Interleukin 23 subunit alpha

Function

IL-23 is an important part of the inflammatory response against infection. It promotes upregulation of the matrix metalloprotease MMP9, increases angiogenesis and reduces CD8+ T-cell infiltration into tumours. IL-23 mediates its effects on both innate and adaptive arms of the immune system that express the IL-23 receptor. T_h17 cells represent the most prominent T cell subset that responds to IL-23, although IL-23 has been implicated in inhibiting the development of regulatory T cell development in the intestine.
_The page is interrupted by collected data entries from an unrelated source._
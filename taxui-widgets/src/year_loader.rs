//! Dependent tax-year selects, fed from the backend.
//!
//! When the association picker changes, the year select is repopulated from
//! the year endpoint for the page's form flavor. Every request carries a
//! generation number; a settled response is applied only while its
//! generation is still current, so a rapid second change — or clearing the
//! picker outright — invalidates whatever is in flight instead of racing
//! it. On page load with a pre-selected association the loader fetches
//! proactively and then tries to restore the year that was already chosen.

use tracing::{debug, error};

use taxui_core::view::SelectView;
use taxui_core::{Event, EventKind, Page, Result};

use crate::enhancer::{Effect, Enhancer, FormFlavor, Settled};

const SELECT_YEAR: &str = "Select a year";
const NO_YEARS: &str = "No tax years available";
const LOAD_ERROR: &str = "Error loading years";
const SELECT_ASSOCIATION_FIRST: &str = "Select an association first";

#[derive(Debug)]
pub struct YearLoader {
    flavor: FormFlavor,
    primary: Option<SelectView>,
    dependent: Option<SelectView>,
    generation: u64,
    restore: Option<String>,
}

impl YearLoader {
    pub fn new(flavor: FormFlavor) -> Self {
        Self {
            flavor,
            primary: None,
            dependent: None,
            generation: 0,
            restore: None,
        }
    }

    fn control_ids(flavor: FormFlavor) -> (&'static str, &'static str) {
        match flavor {
            FormFlavor::Extension => ("association_select", "tax_year_select"),
            FormFlavor::Form1120h => ("id_association", "id_tax_year"),
        }
    }

    fn fetch(&mut self, association_id: &str) -> Effect {
        self.generation += 1;
        debug!(
            flavor = self.flavor.as_str(),
            association_id,
            generation = self.generation,
            "requesting tax years"
        );
        Effect::FetchYears {
            flavor: self.flavor,
            association_id: association_id.to_string(),
            generation: self.generation,
        }
    }

    fn collapse(&self, page: &mut Page, label: &str) {
        if let Some(dependent) = &self.dependent {
            dependent.collapse_to_placeholder(page, label);
            dependent.set_disabled(page, true);
        }
    }
}

impl Enhancer for YearLoader {
    fn name(&self) -> &'static str {
        match self.flavor {
            FormFlavor::Extension => "year-loader/extension",
            FormFlavor::Form1120h => "year-loader/1120h",
        }
    }

    fn activate(&mut self, page: &Page) -> bool {
        let (primary_id, dependent_id) = Self::control_ids(self.flavor);
        let primary = SelectView::bind(page, primary_id, "year-loader").ok();
        let dependent = SelectView::bind(page, dependent_id, "year-loader").ok();

        match (primary, dependent) {
            (Some(primary), Some(dependent)) => {
                self.primary = Some(primary);
                self.dependent = Some(dependent);
                true
            }
            (None, None) => false,
            // half a contract is a page bug worth hearing about
            (primary, _) => {
                error!(
                    flavor = self.flavor.as_str(),
                    missing = if primary.is_none() { primary_id } else { dependent_id },
                    "association or tax year select not found"
                );
                false
            }
        }
    }

    fn on_event(&mut self, page: &mut Page, event: &Event) -> Result<Vec<Effect>> {
        let (primary, dependent) = match (&self.primary, &self.dependent) {
            (Some(p), Some(d)) => (p.clone(), d.clone()),
            _ => return Ok(Vec::new()),
        };

        match &event.kind {
            EventKind::PageLoad => {
                let association_id = primary.value(page).to_string();
                if !association_id.is_empty() {
                    let chosen = dependent.value(page);
                    self.restore = (!chosen.is_empty()).then(|| chosen.to_string());
                    return Ok(vec![self.fetch(&association_id)]);
                }
            }
            EventKind::Change { .. } if event.target == primary.id() => {
                self.restore = None;
                let association_id = primary.value(page).to_string();
                if association_id.is_empty() {
                    // invalidate anything in flight, then reset the control
                    self.generation += 1;
                    self.collapse(page, SELECT_ASSOCIATION_FIRST);
                } else {
                    return Ok(vec![self.fetch(&association_id)]);
                }
            }
            _ => {}
        }
        Ok(Vec::new())
    }

    fn on_settled(&mut self, page: &mut Page, settled: &Settled) -> Result<Vec<Effect>> {
        let Settled::Years {
            generation,
            outcome,
        } = settled
        else {
            return Ok(Vec::new());
        };
        if *generation != self.generation {
            debug!(
                flavor = self.flavor.as_str(),
                stale = generation,
                current = self.generation,
                "dropping stale year response"
            );
            return Ok(Vec::new());
        }
        let dependent = match &self.dependent {
            Some(d) => d.clone(),
            None => return Ok(Vec::new()),
        };

        match outcome {
            Ok(years) if !years.is_empty() => {
                dependent.populate(page, SELECT_YEAR, years);
                dependent.set_disabled(page, false);
                if let Some(previous) = self.restore.take() {
                    if dependent.select_if_present(page, &previous) {
                        debug!(year = %previous, "restored previous tax year selection");
                    }
                }
            }
            Ok(_) => {
                self.restore = None;
                self.collapse(page, NO_YEARS);
            }
            Err(message) => {
                error!(flavor = self.flavor.as_str(), %message, "error fetching tax years");
                self.restore = None;
                self.collapse(page, LOAD_ERROR);
            }
        }
        Ok(Vec::new())
    }
}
T_h17 cells produce IL-17, a proinflammatory cytokine that enhances T cell priming and stimulates the production of other proinflammatory molecules such as IL-1, IL-6, TNF-alpha, NOS-2, and chemokines resulting in inflammation. The expression of IL23A is decreased after AHR knockdown in THP-1 cells and primary mouse macrophages.

Clinical significance

Knockout mice deficient in either p40 or p19, or in either subunit of the IL-23 receptor (IL-23R and IL12R-β1) develop less severe symptoms of experimental autoimmune encephalomyelitis (EAE) and inflammatory bowel disease highlighting the importance of IL-23 in the inflammatory pathway.

Discovery

A computational search for IL-12 homologue genes found p19, a gene that encodes a cytokine chain. Experimental work revealed that p19 formed a heterodimer by binding to p40, a subunit of IL-12. This new heterodimer was named IL-23.

Knockdown of AHR decreases the expression of IL23A in THP-1 cells and primary macrophage.